Your task is to give the entries back exactly, leaving nothing out.

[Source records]
╭──

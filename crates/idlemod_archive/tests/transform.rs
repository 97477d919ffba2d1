use std::fs;
use std::path::Path;

use idlemod_archive::error::{Error, Result};
use idlemod_archive::{transform, Action, FileWalker, GameVariant};
use pretty_assertions::assert_eq;
use tracing::info;
use tracing_test::traced_test;

fn pattern(len: usize, seed: u8) -> Vec<u8> {
    (0..len).map(|i| (i as u8).wrapping_mul(31) ^ seed).collect()
}

/// `intro.bik` (1000 bytes) and `sub/level1.dat` (2048 bytes)
fn write_scenario(root: &Path) -> Result<()> {
    fs::create_dir_all(root.join("sub"))?;
    fs::write(root.join("intro.bik"), pattern(1000, 0x11))?;
    fs::write(root.join("sub").join("level1.dat"), pattern(2048, 0x5A))?;
    Ok(())
}

fn tree(root: &Path) -> Result<Vec<(String, Vec<u8>)>> {
    let walker = FileWalker::new(root);
    let files = walker
        .walk()?
        .iter()
        .map(|entry| -> Result<(String, Vec<u8>)> {
            let data = fs::read(walker.host_path(entry.path()))?;
            Ok((entry.path().to_owned(), data))
        })
        .collect::<Result<Vec<_>>>()?;
    Ok(files)
}

#[traced_test]
#[test]
fn scenario_round_trips_for_every_game() -> Result<()> {
    let dir = tempfile::tempdir()?;
    let input = dir.path().join("input");
    write_scenario(&input)?;

    for game in GameVariant::ALL {
        info!("testing {}", game.title());

        let archive = dir.path().join(format!("{}.{}", game, game.container_name()));
        let output = dir.path().join(format!("{game}_output"));

        transform(Action::Pack, game.id(), &archive, &input)?;
        transform(Action::Unpack, game.id(), &archive, &output)?;

        assert_eq!(tree(&output)?, tree(&input)?);
        assert_eq!(fs::read(output.join("intro.bik"))?.len(), 1000);
        assert_eq!(fs::read(output.join("sub").join("level1.dat"))?.len(), 2048);
    }

    Ok(())
}

#[test]
fn packing_is_deterministic() -> Result<()> {
    let dir = tempfile::tempdir()?;
    let input = dir.path().join("input");
    write_scenario(&input)?;
    fs::create_dir_all(input.join("empty_folder"))?;
    fs::write(input.join("a.txt"), b"")?;

    for game in GameVariant::ALL {
        let first = dir.path().join(format!("{game}.first"));
        let second = dir.path().join(format!("{game}.second"));

        transform(Action::Pack, game.id(), &first, &input)?;
        transform(Action::Pack, game.id(), &second, &input)?;

        assert_eq!(fs::read(&first)?, fs::read(&second)?, "{game}");
    }

    Ok(())
}

#[test]
fn empty_folder_round_trips() -> Result<()> {
    let dir = tempfile::tempdir()?;
    let input = dir.path().join("input");
    fs::create_dir_all(&input)?;

    for game in GameVariant::ALL {
        let archive = dir.path().join(game.id());
        let output = dir.path().join(format!("{game}_output"));

        transform(Action::Pack, game.id(), &archive, &input)?;
        transform(Action::Unpack, game.id(), &archive, &output)?;

        assert!(tree(&output)?.is_empty());
    }

    Ok(())
}

#[test]
fn mhk_1_payload_is_obfuscated() -> Result<()> {
    let dir = tempfile::tempdir()?;
    let input = dir.path().join("input");
    fs::create_dir_all(&input)?;
    fs::write(input.join("credits.txt"), b"Moorhuhn Kart Extra")?;

    let plain = dir.path().join("plain.dat");
    let obfuscated = dir.path().join("mhke.dat");
    transform(Action::Pack, "mhk_2", &plain, &input)?;
    transform(Action::Pack, "mhk_extra", &obfuscated, &input)?;

    let needle = b"Moorhuhn Kart Extra";
    let contains = |data: &[u8]| data.windows(needle.len()).any(|w| w == needle);
    assert!(contains(&fs::read(&plain)?));
    assert!(!contains(&fs::read(&obfuscated)?));

    Ok(())
}

#[test]
fn unpack_overwrites_existing_files() -> Result<()> {
    let dir = tempfile::tempdir()?;
    let input = dir.path().join("input");
    write_scenario(&input)?;

    let archive = dir.path().join("data.sar");
    transform(Action::Pack, "mhk_3", &archive, &input)?;

    let output = dir.path().join("output");
    fs::create_dir_all(output.join("sub"))?;
    fs::write(output.join("intro.bik"), b"stale")?;
    fs::write(output.join("untouched.txt"), b"kept")?;

    transform(Action::Unpack, "mhk_3", &archive, &output)?;

    assert_eq!(fs::read(output.join("intro.bik"))?, pattern(1000, 0x11));
    assert_eq!(fs::read(output.join("untouched.txt"))?, b"kept");

    Ok(())
}

#[test]
fn unknown_game_touches_nothing() -> Result<()> {
    let dir = tempfile::tempdir()?;
    let input = dir.path().join("input");
    write_scenario(&input)?;

    let archive = dir.path().join("archive.dat");
    let output = dir.path().join("output");

    let packed = transform(Action::Pack, "not_a_real_game", &archive, &input);
    assert!(matches!(packed, Err(Error::InvalidGameId(id)) if id == "not_a_real_game"));
    assert!(!archive.exists());

    fs::write(&archive, b"whatever")?;
    let unpacked = transform(Action::Unpack, "not_a_real_game", &archive, &output);
    assert!(matches!(unpacked, Err(Error::InvalidGameId(_))));
    assert!(!output.exists());

    Ok(())
}

#[test]
fn missing_archive_is_an_io_error() -> Result<()> {
    let dir = tempfile::tempdir()?;
    let archive = dir.path().join("mhk2-00.dat");

    let err = transform(Action::Unpack, "mhk_2", &archive, dir.path()).unwrap_err();

    assert!(matches!(err.root_cause(), Error::FileError { path, .. } if *path == archive));

    Ok(())
}

#[cfg(unix)]
#[test]
fn names_unpack_would_refuse_fail_to_pack() -> Result<()> {
    let dir = tempfile::tempdir()?;

    for name in ["track:1.dat", "a\\b.txt"] {
        let input = dir.path().join("input");
        fs::create_dir_all(&input)?;
        fs::write(input.join(name), b"data")?;

        for game in GameVariant::ALL {
            let archive = dir.path().join(format!("{game}.dat"));

            let err = transform(Action::Pack, game.id(), &archive, &input).unwrap_err();

            assert!(
                matches!(err.root_cause(), Error::UnsupportedName(got) if got.ends_with(name)),
                "{game}: {err:?}"
            );
            assert!(!archive.exists());
        }

        fs::remove_dir_all(&input)?;
    }

    Ok(())
}
use std::path::PathBuf;

use clap::Args;
use idlemod_archive::{transform::read_archive, GameVariant};
use miette::{Context, Result};
use owo_colors::OwoColorize;

#[derive(Args)]
pub struct ListArgs {
    /// The game the container belongs to (mhk_1, mhk_2, mhk_3, mhk_4)
    #[arg(value_name = "GAME")]
    game: String,

    /// An input container
    #[arg(value_name = "FILE")]
    archive: PathBuf,
}

impl ListArgs {
    pub fn handle(&self) -> Result<()> {
        let game: GameVariant = self.game.parse()?;
        let container = read_archive(game, &self.archive)
            .context(format!("path: {}", self.archive.display()))?;

        println!(
            "{} ({}), {} files",
            self.archive.display().bold(),
            game.title(),
            container.len()
        );
        for entry in container.directory() {
            println!("{:>12} {}", entry.size().dimmed(), entry.path().green());
        }

        Ok(())
    }
}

╰──

◆ EXERCISE OUTPUT ◆
filename crates/idlemod_archive/tests/transform.rs
repository 97477d919ffba2d1
use std::fs;
use std::path::Path;

use idlemod_archive::error::{Error, Result};
use idlemod_archive::{transform, Action, FileWalker, GameVariant};
use pretty_assertions::assert_eq;
use tracing::info;
use tracing_test::traced_test;

fn pattern(len: usize, seed: u8) -> Vec<u8> {
    (0..len).map(|i| (i as u8).wrapping_mul(31) ^ seed).collect()
}

/// `intro.bik` (1000 bytes) and `sub/level1.dat` (2048 bytes)
fn write_scenario(root: &Path) -> Result<()> {
    fs::create_dir_all(root.join("sub"))?;
    fs::write(root.join("intro.bik"), pattern(1000, 0x11))?;
    fs::write(root.join("sub").join("level1.dat"), pattern(2048, 0x5A))?;
    Ok(())
}

fn tree(root: &Path) -> Result<Vec<(String, Vec<u8>)>> {
    let walker = FileWalker::new(root);
    let files = walker
        .walk()?
        .iter()
        .map(|entry| -> Result<(String, Vec<u8>)> {
            let data = fs::read(walker.host_path(entry.path()))?;
            Ok((entry.path().to_owned(), data))
        })
        .collect::<Result<Vec<_>>>()?;
    Ok(files)
}

#[traced_test]
#[test]
fn scenario_round_trips_for_every_game() -> Result<()> {
    let dir = tempfile::tempdir()?;
    let input = dir.path().join("input");
    write_scenario(&input)?;

    for game in GameVariant::ALL {
        info!("testing {}", game.title());

        let archive = dir.path().join(format!("{}.{}", game, game.container_name()));
        let output = dir.path().join(format!("{game}_output"));

        transform(Action::Pack, game.id(), &archive, &input)?;
        transform(Action::Unpack, game.id(), &archive, &output)?;

        assert_eq!(tree(&output)?, tree(&input)?);
        assert_eq!(fs::read(output.join("intro.bik"))?.len(), 1000);
        assert_eq!(fs::read(output.join("sub").join("level1.dat"))?.len(), 2048);
    }

    Ok(())
}

#[test]
fn packing_is_deterministic() -> Result<()> {
    let dir = tempfile::tempdir()?;
    let input = dir.path().join("input");
    write_scenario(&input)?;
    fs::create_dir_all(input.join("empty_folder"))?;
    fs::write(input.join("a.txt"), b"")?;

    for game in GameVariant::ALL {
        let first = dir.path().join(format!("{game}.first"));
        let second = dir.path().join(format!("{game}.second"));

        transform(Action::Pack, game.id(), &first, &input)?;
        transform(Action::Pack, game.id(), &second, &input)?;

        assert_eq!(fs::read(&first)?, fs::read(&second)?, "{game}");
    }

    Ok(())
}

#[test]
fn empty_folder_round_trips() -> Result<()> {
    let dir = tempfile::tempdir()?;
    let input = dir.path().join("input");
    fs::create_dir_all(&input)?;

    for game in GameVariant::ALL {
        let archive = dir.path().join(game.id());
        let output = dir.path().join(format!("{game}_output"));

        transform(Action::Pack, game.id(), &archive, &input)?;
        transform(Action::Unpack, game.id(), &archive, &output)?;

        assert!(tree(&output)?.is_empty());
    }

    Ok(())
}

#[test]
fn mhk_1_payload_is_obfuscated() -> Result<()> {
    let dir = tempfile::tempdir()?;
    let input = dir.path().join("input");
    fs::create_dir_all(&input)?;
    fs::write(input.join("credits.txt"), b"Moorhuhn Kart Extra")?;

    let plain = dir.path().join("plain.dat");
    let obfuscated = dir.path().join("mhke.dat");
    transform(Action::Pack, "mhk_2", &plain, &input)?;
    transform(Action::Pack, "mhk_extra", &obfuscated, &input)?;

    let needle = b"Moorhuhn Kart Extra";
    let contains = |data: &[u8]| data.windows(needle.len()).any(|w| w == needle);
    assert!(contains(&fs::read(&plain)?));
    assert!(!contains(&fs::read(&obfuscated)?));

    Ok(())
}

#[test]
fn unpack_overwrites_existing_files() -> Result<()> {
    let dir = tempfile::tempdir()?;
    let input = dir.path().join("input");
    write_scenario(&input)?;

    let archive = dir.path().join("data.sar");
    transform(Action::Pack, "mhk_3", &archive, &input)?;

    let output = dir.path().join("output");
    fs::create_dir_all(output.join("sub"))?;
    fs::write(output.join("intro.bik"), b"stale")?;
    fs::write(output.join("untouched.txt"), b"kept")?;

    transform(Action::Unpack, "mhk_3", &archive, &output)?;

    assert_eq!(fs::read(output.join("intro.bik"))?, pattern(1000, 0x11));
    assert_eq!(fs::read(output.join("untouched.txt"))?, b"kept");

    Ok(())
}

#[test]
fn unknown_game_touches_nothing() -> Result<()> {
    let dir = tempfile::tempdir()?;
    let input = dir.path().join("input");
    write_scenario(&input)?;

    let archive = dir.path().join("archive.dat");
    let output = dir.path().join("output");

    let packed = transform(Action::Pack, "not_a_real_game", &archive, &input);
    assert!(matches!(packed, Err(Error::InvalidGameId(id)) if id == "not_a_real_game"));
    assert!(!archive.exists());

    fs::write(&archive, b"whatever")?;
    let unpacked = transform(Action::Unpack, "not_a_real_game", &archive, &output);
    assert!(matches!(unpacked, Err(Error::InvalidGameId(_))));
    assert!(!output.exists());

    Ok(())
}

#[test]
fn missing_archive_is_an_io_error() -> Result<()> {
    let dir = tempfile::tempdir()?;
    let archive = dir.path().join("mhk2-00.dat");

    let err = transform(Action::Unpack, "mhk_2", &archive, dir.path()).unwrap_err();

    assert!(matches!(err.root_cause(), Error::FileError { path, .. } if *path == archive));

    Ok(())
}

#[cfg(unix)]
#[test]
fn names_unpack_would_refuse_fail_to_pack() -> Result<()> {
    let dir = tempfile::tempdir()?;

    for name in ["track:1.dat", "a\\b.txt"] {
        let input = dir.path().join("input");
        fs::create_dir_all(&input)?;
        fs::write(input.join(name), b"data")?;

        for game in GameVariant::ALL {
            let archive = dir.path().join(format!("{game}.dat"));

            let err = transform(Action::Pack, game.id(), &archive, &input).unwrap_err();

            assert!(
                matches!(err.root_cause(), Error::UnsupportedName(got) if got.ends_with(name)),
                "{game}: {err:?}"
            );
            assert!(!archive.exists());
        }

        fs::remove_dir_all(&input)?;
    }

    Ok(())
}
use std::path::PathBuf;

use clap::Args;
use idlemod_archive::{transform::read_archive, GameVariant};
use miette::{Context, Result};
use owo_colors::OwoColorize;

#[derive(Args)]
pub struct ListArgs {
    /// The game the container belongs to (mhk_1, mhk_2, mhk_3, mhk_4)
    #[arg(value_name = "GAME")]
    game: String,

    /// An input container
    #[arg(value_name = "FILE")]
    archive: PathBuf,
}

impl ListArgs {
    pub fn handle(&self) -> Result<()> {
        let game: GameVariant = self.game.parse()?;
        let container = read_archive(game, &self.archive)
            .context(format!("path: {}", self.archive.display()))?;

        println!(
            "{} ({}), {} files",
            self.archive.display().bold(),
            game.title(),
            container.len()
        );
        for entry in container.directory() {
            println!("{:>12} {}", entry.size().dimmed(), entry.path().green());
        }

        Ok(())
    }
}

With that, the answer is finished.